**Exercise instructions**
Copy every line of the data exactly, leaving nothing out.

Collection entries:
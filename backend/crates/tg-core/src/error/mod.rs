use std::result::Result as StdResult;

use error_location::ErrorLocation;
use thiserror::Error;

#[derive(Error, Debug)]
pub enum CoreError {
    #[error("Validation error: {message} {location}")]
    Validation {
        message: String,
        location: ErrorLocation,
    },

    #[error("Invalid role: {value} {location}")]
    InvalidRole {
        value: String,
        location: ErrorLocation,
    },

    #[error("Invalid token status: {value} {location}")]
    InvalidTokenStatus {
        value: String,
        location: ErrorLocation,
    },
}

pub type Result<T> = StdResult<T, CoreError>;
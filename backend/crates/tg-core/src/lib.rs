pub mod error;
pub mod models;

pub use error::{CoreError, Result as CoreResult};
pub use models::identity_claims::IdentityClaims;
pub use models::rate_window::RateWindow;
pub use models::refresh_token::RefreshTokenRecord;
pub use models::role::Role;
pub use models::session_lineage::SessionLineage;
pub use models::token_status::TokenStatus;
use crate::{CoreError, CoreResult};

use std::fmt;
use std::panic::Location;
use std::str::FromStr;

use error_location::ErrorLocation;
use serde::{Deserialize, Serialize};

/// Privilege tiers recognised by the platform.
///
/// Ordering matters: `Cliente < Vendedor < Admin`. Any value outside this set is
/// rejected at the boundary, both by `FromStr` and by serde.
#[derive(Debug, Clone, Copy, Serialize, Deserialize, PartialEq, Eq, PartialOrd, Ord, Hash)]
#[serde(rename_all = "SCREAMING_SNAKE_CASE")]
pub enum Role {
    Cliente,
    Vendedor,
    Admin,
}

impl Role {
    pub fn as_str(&self) -> &'static str {
        match self {
            Self::Cliente => "CLIENTE",
            Self::Vendedor => "VENDEDOR",
            Self::Admin => "ADMIN",
        }
    }

    /// Whether this role may perform an action that requires `required`.
    pub fn satisfies(&self, required: Role) -> bool {
        *self >= required
    }
}

impl fmt::Display for Role {
    fn fmt(&self, f: &mut fmt::Formatter<'_>) -> fmt::Result {
        f.write_str(self.as_str())
    }
}

impl FromStr for Role {
    type Err = CoreError;

    #[track_caller]
    fn from_str(s: &str) -> CoreResult<Self> {
        match s {
            "CLIENTE" => Ok(Self::Cliente),
            "VENDEDOR" => Ok(Self::Vendedor),
            "ADMIN" => Ok(Self::Admin),
            _ => Err(CoreError::InvalidRole {
                value: s.to_string(),
                location: ErrorLocation::from(Location::caller()),
            }),
        }
    }
}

**Your response**
filename backend/crates/tg-core/src/error/mod.rs
use std::result::Result as StdResult;

use error_location::ErrorLocation;
use thiserror::Error;

#[derive(Error, Debug)]
pub enum CoreError {
    #[error("Validation error: {message} {location}")]
    Validation {
        message: String,
        location: ErrorLocation,
    },

    #[error("Invalid role: {value} {location}")]
    InvalidRole {
        value: String,
        location: ErrorLocation,
    },

    #[error("Invalid token status: {value} {location}")]
    InvalidTokenStatus {
        value: String,
        location: ErrorLocation,
    },
}

pub type Result<T> = StdResult<T, CoreError>;
filename backend/crates/tg-core/src/lib.rs
pub mod error;
pub mod models;

pub use error::{CoreError, Result as CoreResult};
pub use models::identity_claims::IdentityClaims;
pub use models::rate_window::RateWindow;
pub use models::refresh_token::RefreshTokenRecord;
pub use models::role::Role;
pub use models::session_lineage::SessionLineage;
pub use models::token_status::TokenStatus;
use crate::{CoreError, CoreResult};

use std::fmt;
use std::panic::Location;
use std::str::FromStr;

use error_location::ErrorLocation;
use serde::{Deserialize, Serialize};

/// Privilege tiers recognised by the platform.
///
/// Ordering matters: `Cliente < Vendedor < Admin`. Any value outside this set is
/// rejected at the boundary, both by `FromStr` and by serde.
#[derive(Debug, Clone, Copy, Serialize, Deserialize, PartialEq, Eq, PartialOrd, Ord, Hash)]
#[serde(rename_all = "SCREAMING_SNAKE_CASE")]
pub enum Role {
    Cliente,
    Vendedor,
    Admin,
}

impl Role {
    pub fn as_str(&self) -> &'static str {
        match self {
            Self::Cliente => "CLIENTE",
            Self::Vendedor => "VENDEDOR",
            Self::Admin => "ADMIN",
        }
    }

    /// Whether this role may perform an action that requires `required`.
    pub fn satisfies(&self, required: Role) -> bool {
        *self >= required
    }
}

impl fmt::Display for Role {
    fn fmt(&self, f: &mut fmt::Formatter<'_>) -> fmt::Result {
        f.write_str(self.as_str())
    }
}

impl FromStr for Role {
    type Err = CoreError;

    #[track_caller]
    fn from_str(s: &str) -> CoreResult<Self> {
        match s {
            "CLIENTE" => Ok(Self::Cliente),
            "VENDEDOR" => Ok(Self::Vendedor),
            "ADMIN" => Ok(Self::Admin),
            _ => Err(CoreError::InvalidRole {
                value: s.to_string(),
                location: ErrorLocation::from(Location::caller()),
            }),
        }
    }
}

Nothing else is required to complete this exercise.